Angenommen, Du hast Übergewicht, ausgedrückt im Körpergewicht oder BMI als Messgröße. Und nun möchtest Du gesünder werden. Wenn Du nun ein bestimmtes Wunschgewicht anstrebst, dann hast Du die Messgröße als Ziel definiert. Und vielleicht triffst Du dann ungesunde Entscheidungen, um den Gewichtsverlust zu beschleunigen.
Der Erfolg von Politikern wird anhand von Zustimmungsraten gemessen. Diese Messgröße wird zum Ziel. Und in der Folge richten Politiker sich eher danach, was populär ist und nicht unbedingt danach, was in einer Situation sinnvoll wäre.
In der Geschäftswelt können falsch definierte Ziele unethisches Verhalten oder zu kurzsichtiges Handeln fördern.
Es gibt die Anekdote einer Nagelfabrik in der Sowjetunion. Diese hatte als Vorgabe, möglichst viele Nägel zu produzieren. Man kam der Zielvorgabe nach und produzierte winzige Nägel, die aber absolut unbrauchbar waren. Daraufhin wurde das Ziel auf produziertes Gewicht umgestellt. Nun lieferte die Fabrik übergroße und somit ebenfalls unbrauchbare Nägel.
Ein weiteres Beispiel findet sich in Indien, als das Land unter britischer Kolonialherrschaft stand. Und zwar sorgte man sich über die hohe Zahl giftiger Kobras in der Stadt Delhi. Um die Zahl zu reduzieren, wurde eine Belohnung für jede Schlange ausgesetzt, die den Beamten gebracht wurde. Die Bürger kamen der Aufforderung nach und alsbald züchteten sie sogar Schlangen, um diese in Geld einzutauschen. Infolgedessen wurde das Schlangenproblem immer größer.

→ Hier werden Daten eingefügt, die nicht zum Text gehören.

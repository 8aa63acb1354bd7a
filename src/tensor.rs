//! Dense, row-major tensors shared by the eager backend, the tracer and the
//! graph runtime.

use std::fmt;

use serde::{Deserialize, Serialize};
use thiserror::Error;

/// Element type of a tensor.
#[derive(Clone, Copy, Debug, PartialEq, Eq, Hash, Serialize, Deserialize)]
#[serde(rename_all = "lowercase")]
pub enum DType {
    F32,
    I64,
    I8,
    U8,
}

impl DType {
    /// Size of one element in bytes
    #[must_use]
    pub const fn size(self) -> usize {
        match self {
            DType::F32 => 4,
            DType::I64 => 8,
            DType::I8 | DType::U8 => 1,
        }
    }
}

impl fmt::Display for DType {
    fn fmt(&self, f: &mut fmt::Formatter<'_>) -> fmt::Result {
        let name = match self {
            DType::F32 => "f32",
            DType::I64 => "i64",
            DType::I8 => "i8",
            DType::U8 => "u8",
        };
        f.write_str(name)
    }
}

#[derive(Debug, Clone, PartialEq, Eq, Error)]
pub enum TensorError {
    #[error("shape {shape:?} needs {expected} elements, got {found}")]
    LengthMismatch {
        shape: Vec<usize>,
        expected: usize,
        found: usize,
    },
    #[error("expected a {expected} tensor, found {found}")]
    DTypeMismatch { expected: DType, found: DType },
    #[error("{len} bytes is not a whole number of {dtype} elements")]
    ByteLength { dtype: DType, len: usize },
}

/// Typed element storage.
#[derive(Clone, Debug, PartialEq)]
pub enum TensorData {
    F32(Vec<f32>),
    I64(Vec<i64>),
    I8(Vec<i8>),
    U8(Vec<u8>),
}

impl TensorData {
    fn len(&self) -> usize {
        match self {
            TensorData::F32(v) => v.len(),
            TensorData::I64(v) => v.len(),
            TensorData::I8(v) => v.len(),
            TensorData::U8(v) => v.len(),
        }
    }

    fn dtype(&self) -> DType {
        match self {
            TensorData::F32(_) => DType::F32,
            TensorData::I64(_) => DType::I64,
            TensorData::I8(_) => DType::I8,
            TensorData::U8(_) => DType::U8,
        }
    }
}

#[derive(Clone, Debug, PartialEq)]
pub struct Tensor {
    shape: Vec<usize>,
    data: TensorData,
}

impl Tensor {
    /// Build a tensor, checking that `data` fills `shape` exactly.
    pub fn new(shape: Vec<usize>, data: TensorData) -> Result<Self, TensorError> {
        let expected: usize = shape.iter().product();
        if data.len() != expected {
            return Err(TensorError::LengthMismatch {
                shape,
                expected,
                found: data.len(),
            });
        }
        Ok(Tensor { shape, data })
    }

    pub fn from_f32(shape: Vec<usize>, data: Vec<f32>) -> Result<Self, TensorError> {
        Self::new(shape, TensorData::F32(data))
    }

    pub fn from_i64(shape: Vec<usize>, data: Vec<i64>) -> Result<Self, TensorError> {
        Self::new(shape, TensorData::I64(data))
    }

    pub fn from_i8(shape: Vec<usize>, data: Vec<i8>) -> Result<Self, TensorError> {
        Self::new(shape, TensorData::I8(data))
    }

    pub fn from_u8(shape: Vec<usize>, data: Vec<u8>) -> Result<Self, TensorError> {
        Self::new(shape, TensorData::U8(data))
    }

    /// Rank-0 f32 tensor
    #[must_use]
    pub fn scalar(value: f32) -> Self {
        Tensor {
            shape: Vec::new(),
            data: TensorData::F32(vec![value]),
        }
    }

    #[must_use]
    pub fn zeros(shape: Vec<usize>) -> Self {
        let n = shape.iter().product();
        Tensor {
            shape,
            data: TensorData::F32(vec![0.0; n]),
        }
    }

    /// f32 tensor whose element `i` (row-major) is `f(i)`.
    #[must_use]
    pub fn from_fn(shape: Vec<usize>, f: impl FnMut(usize) -> f32) -> Self {
        let n = shape.iter().product();
        Tensor {
            shape,
            data: TensorData::F32((0..n).map(f).collect()),
        }
    }

    #[inline]
    #[must_use]
    pub fn shape(&self) -> &[usize] {
        &self.shape
    }

    #[inline]
    #[must_use]
    pub fn dtype(&self) -> DType {
        self.data.dtype()
    }

    #[inline]
    #[must_use]
    pub fn data(&self) -> &TensorData {
        &self.data
    }

    /// Number of elements
    #[inline]
    #[must_use]
    pub fn numel(&self) -> usize {
        self.data.len()
    }

    /// Size of the element payload in bytes
    #[must_use]
    pub fn byte_len(&self) -> usize {
        self.numel() * self.dtype().size()
    }

    pub fn as_f32(&self) -> Result<&[f32], TensorError> {
        match &self.data {
            TensorData::F32(v) => Ok(v),
            other => Err(TensorError::DTypeMismatch {
                expected: DType::F32,
                found: other.dtype(),
            }),
        }
    }

    pub fn as_i64(&self) -> Result<&[i64], TensorError> {
        match &self.data {
            TensorData::I64(v) => Ok(v),
            other => Err(TensorError::DTypeMismatch {
                expected: DType::I64,
                found: other.dtype(),
            }),
        }
    }

    /// Same data under a new shape with the same element count.
    pub fn reshape(self, shape: Vec<usize>) -> Result<Self, TensorError> {
        Self::new(shape, self.data)
    }

    /// Element payload as little-endian bytes.
    #[must_use]
    pub fn to_le_bytes(&self) -> Vec<u8> {
        match &self.data {
            TensorData::F32(v) => v.iter().flat_map(|x| x.to_le_bytes()).collect(),
            TensorData::I64(v) => v.iter().flat_map(|x| x.to_le_bytes()).collect(),
            TensorData::I8(v) => bytemuck::cast_slice::<i8, u8>(v.as_slice()).to_vec(),
            TensorData::U8(v) => v.clone(),
        }
    }

    /// Rebuild a tensor from little-endian bytes (any alignment).
    pub fn from_le_bytes(dtype: DType, shape: Vec<usize>, bytes: &[u8]) -> Result<Self, TensorError> {
        if bytes.len() % dtype.size() != 0 {
            return Err(TensorError::ByteLength {
                dtype,
                len: bytes.len(),
            });
        }
        let data = match dtype {
            DType::F32 => TensorData::F32(
                bytes
                    .chunks_exact(4)
                    .map(|c| f32::from_le_bytes([c[0], c[1], c[2], c[3]]))
                    .collect(),
            ),
            DType::I64 => TensorData::I64(
                bytes
                    .chunks_exact(8)
                    .map(|c| {
                        let mut buf = [0u8; 8];
                        buf.copy_from_slice(c);
                        i64::from_le_bytes(buf)
                    })
                    .collect(),
            ),
            DType::I8 => TensorData::I8(bytemuck::cast_slice::<u8, i8>(bytes).to_vec()),
            DType::U8 => TensorData::U8(bytes.to_vec()),
        };
        Self::new(shape, data)
    }

    /// Rows `start..end` along axis 0.
    pub fn slice_rows(&self, start: usize, end: usize) -> Result<Self, TensorError> {
        let row: usize = self.shape.iter().skip(1).product();
        let mut shape = self.shape.clone();
        if let Some(first) = shape.first_mut() {
            *first = end - start;
        }
        let (a, b) = (start * row, end * row);
        let data = match &self.data {
            TensorData::F32(v) => TensorData::F32(v[a..b].to_vec()),
            TensorData::I64(v) => TensorData::I64(v[a..b].to_vec()),
            TensorData::I8(v) => TensorData::I8(v[a..b].to_vec()),
            TensorData::U8(v) => TensorData::U8(v[a..b].to_vec()),
        };
        Self::new(shape, data)
    }
}

impl From<Vec<i64>> for Tensor {
    /// 1-D id tensor
    fn from(ids: Vec<i64>) -> Self {
        Tensor {
            shape: vec![ids.len()],
            data: TensorData::I64(ids),
        }
    }
}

In Folge 54 über vernetztes Denken hatte ich die Geschichte als Beispiel gebracht, was passiert, wenn man Konsequenzen auf der zweiten Ebene nicht berücksichtigt. Das meint, dass man nicht nur Ursache und Wirkung bedenkt, sondern welche weiteren, nachgelagerten Folgen eine Aktion haben.
Und die Geschichte ist ebenfalls ein Beispiel für Goodharts Gesetz. Die Messgröße war die Anzahl Schlangen in der Stadt. Man gab das Ziel aus, die Anzahl der Schlangen zu dezimieren. Die Messgröße wurde das Ziel.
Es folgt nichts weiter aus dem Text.